Resources for Students Wishing to Study Digital Text Reading Behaviors

Image of my print copy of Bolter with (excessive?) marginalia p. 77 

        Documents without punctuation or word division may seem bizarre (Bolter 76-77 and 83), but think about writing as a representation in text of what someone has said.  Is there clear word division in the stream of sound we make when reading this sentence out loud?  What form does punctuation take, or should it take, when we read this sentence?  Note that modern logical punctuation differs from ancient "musical" punctuation; the former was for the eye, the latter for the ear.  When silent reading replaced the habit of reading aloud, punctuation conventions appear to have grown more important to help the eye bring order to the silent text on the page.  For another unpunctuated MS, see a full, 2-page "opening" of the British Library's fragment of the Biblical Codex Sinaiticus, the oldest complete copy of the New Testament. Its all-capital alphabet in Biblical majuscule (i.e., caps) is similar to the script of the Vatican Library's Virgil in Capitalis Quadrata.  By about a thousand years later, a combination of changes in writing alphabets and punctuation, painting guide letters and illuminations, and complex page layout (cf. "Windows") produced complex, information-packed, dialogic documents like this page from the Beinecke Library (Yale) MS fragment of  the Book of Numbers (5.14 ff.) with the "glossa ordinaria" by later Christian scholars surrounding the biblical text and annotating between biblical lines (Beinecke Rare Book and Manuscript Library MS 126 folio 6 verso).

        Some Possible Questions to Discuss about Bolter.

1)  In Bolter's analysis, what is "linear reading" (76-8)?

2)  What kind of reading does Bolter call  "dialogue" (78-80)?

3)  What is reading a "network" (81-84)?

4)  What old-print typographic (or "paratextual") features may change in the new hypertextual environment (86)?

        Students who want to explore the claims made by Bolter and Sven Birkerts about the nature of reading in a hypertextual environment (i.e., online) may want to read Stephenson, Wen. "The message is the medium: a reply to Sven Birkerts and 'The Gutenberg Elegies'." Chicago Review 41.n4 (Fall 1995): 116(15). Goucher College Library. 8 Jan. 2007.  Available online from this stable URL: https://www.jstor.org/stable/25305997  

     Students who want to think about the broader cultural implications of the Bolter-Birkerts debate might be interested in Neil Postman's 1985 book about the shift from a reading culture to a network-TV-watching culture, Amusing Ourselves to Death.  Although broadcast television officially ceased in 2013, to be replaced by cable TV and streaming media on the Internet, the change increased rather than decreased our cultual reliance on video as a favored medium for information delivery.  Postman's comparison of the dystopian futures offered by George Orwell's 1984 (London: Secker and Warburg, 1949) and Aldous Huxley's Brave New World (London: Chatton & Windus, 1932) has often been revisited--click here to read it. Special collections contains first editions of both Brave New World and its sequel, Brave New World Revisited.  A short paper based on either might be interesting.
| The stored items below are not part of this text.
//! The evaluation loop: one OS thread owning the engine.
//!
//! Every engine access is a task posted through an [`EvalHandle`]. Posting
//! never blocks; waiting for the result is either a blocking receive (for
//! plain threads) or an await (for the network runtime). After each task the
//! loop drains promise jobs and the `remex.async` queue.

use std::panic::{self, AssertUnwindSafe};
use std::sync::{Arc, OnceLock};
use std::thread::{self, JoinHandle, ThreadId};

use remex_common::{RemexError, Result};
use tokio::sync::{mpsc, oneshot};

use crate::runtime::context::EvalContext;

type EvalTask = Box<dyn FnOnce(&mut EvalContext) + Send + 'static>;

enum Message {
    Run(EvalTask),
    /// Re-check the deferred queue.
    Wake,
    Stop,
}

/// Cloneable, thread-safe handle for posting work to the evaluation loop.
#[derive(Clone)]
pub struct EvalHandle {
    sender: mpsc::UnboundedSender<Message>,
    thread: Arc<OnceLock<ThreadId>>,
}

impl EvalHandle {
    /// Posts `task` and returns the slot its result will arrive in.
    pub fn submit<R, F>(&self, task: F) -> Result<oneshot::Receiver<R>>
    where
        R: Send + 'static,
        F: FnOnce(&mut EvalContext) -> R + Send + 'static,
    {
        let (tx, rx) = oneshot::channel();
        let task: EvalTask = Box::new(move |ctx| {
            let _ = tx.send(task(ctx));
        });
        self.sender
            .send(Message::Run(task))
            .map_err(|_| RemexError::LoopStopped)?;
        Ok(rx)
    }

    /// Runs `task` on the loop and blocks until it finishes.
    ///
    /// Must not be called from the loop itself, nor from inside an async
    /// runtime (use [`run_async`](Self::run_async) there).
    pub fn run<R, F>(&self, task: F) -> Result<R>
    where
        R: Send + 'static,
        F: FnOnce(&mut EvalContext) -> R + Send + 'static,
    {
        if self.is_loop_thread() {
            return Err(RemexError::InvalidRequest(
                "the evaluation loop cannot wait on itself".into(),
            ));
        }
        self.submit(task)?
            .blocking_recv()
            .map_err(|_| RemexError::LoopStopped)
    }

    pub async fn run_async<R, F>(&self, task: F) -> Result<R>
    where
        R: Send + 'static,
        F: FnOnce(&mut EvalContext) -> R + Send + 'static,
    {
        self.submit(task)?.await.map_err(|_| RemexError::LoopStopped)
    }

    pub fn is_loop_thread(&self) -> bool {
        self.thread.get() == Some(&thread::current().id())
    }

    fn wake(&self) {
        let _ = self.sender.send(Message::Wake);
    }

    fn stop(&self) {
        let _ = self.sender.send(Message::Stop);
    }
}

/// Owner of the evaluation thread. Stops and joins it on drop.
pub struct EvalLoop {
    handle: EvalHandle,
    thread: Option<JoinHandle<()>>,
}

/// The receiving end of a loop created with [`EvalLoop::channel`].
pub struct EvalReceiver(mpsc::UnboundedReceiver<Message>);

impl EvalLoop {
    /// Creates the task channel before the loop exists, so that the handle
    /// can be given to whatever the loop's context is built from.
    pub fn channel() -> (EvalHandle, EvalReceiver) {
        let (sender, receiver) = mpsc::unbounded_channel();
        let handle = EvalHandle {
            sender,
            thread: Arc::new(OnceLock::new()),
        };
        (handle, EvalReceiver(receiver))
    }

    /// Starts the loop thread; `init` builds the context on that thread.
    ///
    /// Returns once the context exists, or with the error `init` produced.
    pub fn start<F>(handle: EvalHandle, receiver: EvalReceiver, init: F) -> Result<Self>
    where
        F: FnOnce() -> Result<EvalContext> + Send + 'static,
    {
        let (ready_tx, ready_rx) = std::sync::mpsc::channel();
        let loop_handle = handle.clone();

        let thread = thread::Builder::new()
            .name("remex-eval".to_string())
            .spawn(move || {
                let _ = loop_handle.thread.set(thread::current().id());
                let ctx = match init() {
                    Ok(ctx) => {
                        let _ = ready_tx.send(Ok(()));
                        ctx
                    }
                    Err(e) => {
                        let _ = ready_tx.send(Err(e));
                        return;
                    }
                };
                run_loop(ctx, receiver.0, &loop_handle);
            })?;

        match ready_rx.recv() {
            Ok(Ok(())) => Ok(Self {
                handle,
                thread: Some(thread),
            }),
            Ok(Err(e)) => {
                let _ = thread.join();
                Err(e)
            }
            Err(_) => {
                let _ = thread.join();
                Err(RemexError::LoopStopped)
            }
        }
    }

    pub fn handle(&self) -> &EvalHandle {
        &self.handle
    }

    /// Stops the loop after the tasks already posted and joins its thread.
    pub fn stop(&mut self) {
        let Some(thread) = self.thread.take() else {
            return;
        };
        self.handle.stop();
        if thread.thread().id() == thread::current().id() {
            return;
        }
        if thread.join().is_err() {
            tracing::error!("evaluation thread panicked");
        }
    }
}

impl Drop for EvalLoop {
    fn drop(&mut self) {
        self.stop();
    }
}

fn run_loop(mut ctx: EvalContext, mut receiver: mpsc::UnboundedReceiver<Message>, handle: &EvalHandle) {
    tracing::debug!("evaluation loop started");
    while let Some(message) = receiver.blocking_recv() {
        match message {
            Message::Run(task) => {
                if panic::catch_unwind(AssertUnwindSafe(|| task(&mut ctx))).is_err() {
                    tracing::error!("evaluation task panicked");
                }
            }
            Message::Wake => {}
            Message::Stop => break,
        }

        ctx.run_jobs();
        if ctx.has_deferred() {
            ctx.run_deferred();
            // Calls queued by the batch itself run after whatever is waiting.
            if ctx.has_deferred() {
                handle.wake();
            }
        }
    }
    tracing::debug!("evaluation loop stopped");
}

#[cfg(test)]
mod tests {
    use super::*;

    fn start() -> EvalLoop {
        let (handle, receiver) = EvalLoop::channel();
        EvalLoop::start(handle, receiver, || Ok(EvalContext::new()?)).unwrap()
    }

    #[test]
    fn test_tasks_run_in_order() {
        let eval = start();
        let handle = eval.handle().clone();

        let first = handle.submit(|ctx| ctx.eval_value("var trail = 'a'; trail")).unwrap();
        let second = handle.submit(|ctx| ctx.eval_value("trail += 'b'; trail")).unwrap();

        assert_eq!(first.blocking_recv().unwrap().unwrap(), remex_common::Value::from("a"));
        assert_eq!(second.blocking_recv().unwrap().unwrap(), remex_common::Value::from("ab"));
    }

    #[test]
    fn test_runs_on_the_loop_thread() {
        let eval = start();
        let handle = eval.handle().clone();
        assert!(!handle.is_loop_thread());

        let name = handle
            .run(|_ctx| thread::current().name().map(str::to_owned))
            .unwrap();
        assert_eq!(name.as_deref(), Some("remex-eval"));
    }

    #[test]
    fn test_deferred_calls_run_after_the_task() {
        let eval = start();
        let handle = eval.handle().clone();

        let immediate = handle
            .run(|ctx| {
                ctx.eval_value(
                    "var got = null; \
                     remex.async(function (a, b) { return a + b; }, function (r) { got = r; })(40, 2)",
                )
            })
            .unwrap()
            .unwrap();
        assert_eq!(immediate, remex_common::Value::Int(1));

        let got = handle.run(|ctx| ctx.lookup_value("got")).unwrap().unwrap();
        assert_eq!(got, remex_common::Value::Int(42));
    }

    #[test]
    fn test_panicking_task_does_not_kill_loop() {
        let eval = start();
        let handle = eval.handle().clone();

        let result: Result<()> = handle.run(|_ctx| panic!("task failure"));
        assert!(result.is_err());
        assert_eq!(handle.run(|_ctx| 5).unwrap(), 5);
    }

    #[test]
    fn test_stopped_loop_rejects_work() {
        let mut eval = start();
        let handle = eval.handle().clone();
        eval.stop();

        assert!(matches!(handle.run(|_ctx| ()), Err(RemexError::LoopStopped)));
    }

    #[test]
    fn test_failed_init_is_reported() {
        let (handle, receiver) = EvalLoop::channel();
        let result = EvalLoop::start(handle, receiver, || {
            Err(RemexError::Evaluation("no engine".into()))
        });
        assert!(matches!(result, Err(RemexError::Evaluation(_))));
    }
}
      Students interested in a sociological and cognitive studies approach to on-screen reading compared with print-text reading should read Ralf Schneider, "Hypertext narrative and the reader: a view from cognitive theory."  European Journal of English Studies; Aug2005, Vol. 9 Issue 2, p197-208, 12p.  [For fifteen years, this article was available online via the Library's EbscoHost subscription, but that subscription has lapsed--unlike an article in a print journal in the Library stacks, we can no longer see it.  Copies of Schneider's article from a Word file may be obtained from the instructor, who resorted to Interlibrary Loan for his reference copy.  Think about this when you rely on online sources that need to last as long as your career, or even your life.]

1)  What does Schneider say are ordinary reading's "non-linear processes" (199-200)?

2)  What does Schneider say may change about "character" in hypertext fictions, and how might that also affect hypertext non-fictions (e.g., blogs, ordinary web pages like this one, Wikipedia entries, etc.) (203)?

        Students interested in the Internet's effect on social coherence and reliable information definitely should read Cass Sunstein's 2001 article (a section of a book chapter), "Fragmentation and Cybercascades" in Writing Materials, pp. 453-66.  In his introduction, Sunstein, writing eight years before the events, predicted the emergence of the "tea party" movement of 2009 and QAnon since 2017, and calling them "cybercascades," what we now call "fake news" that submerged the 2016 presidential election in debates about false or misleading charges that misled voters and encouraged low turnout.  One possible midterm paper topic might collect what is currently known or suspected (by reliable/scholarly sources of course) about the origins, operation, effects, and future of QAnon.  Just take care to derive some of your own conclusions from the evidence rather than merely reporting its existence.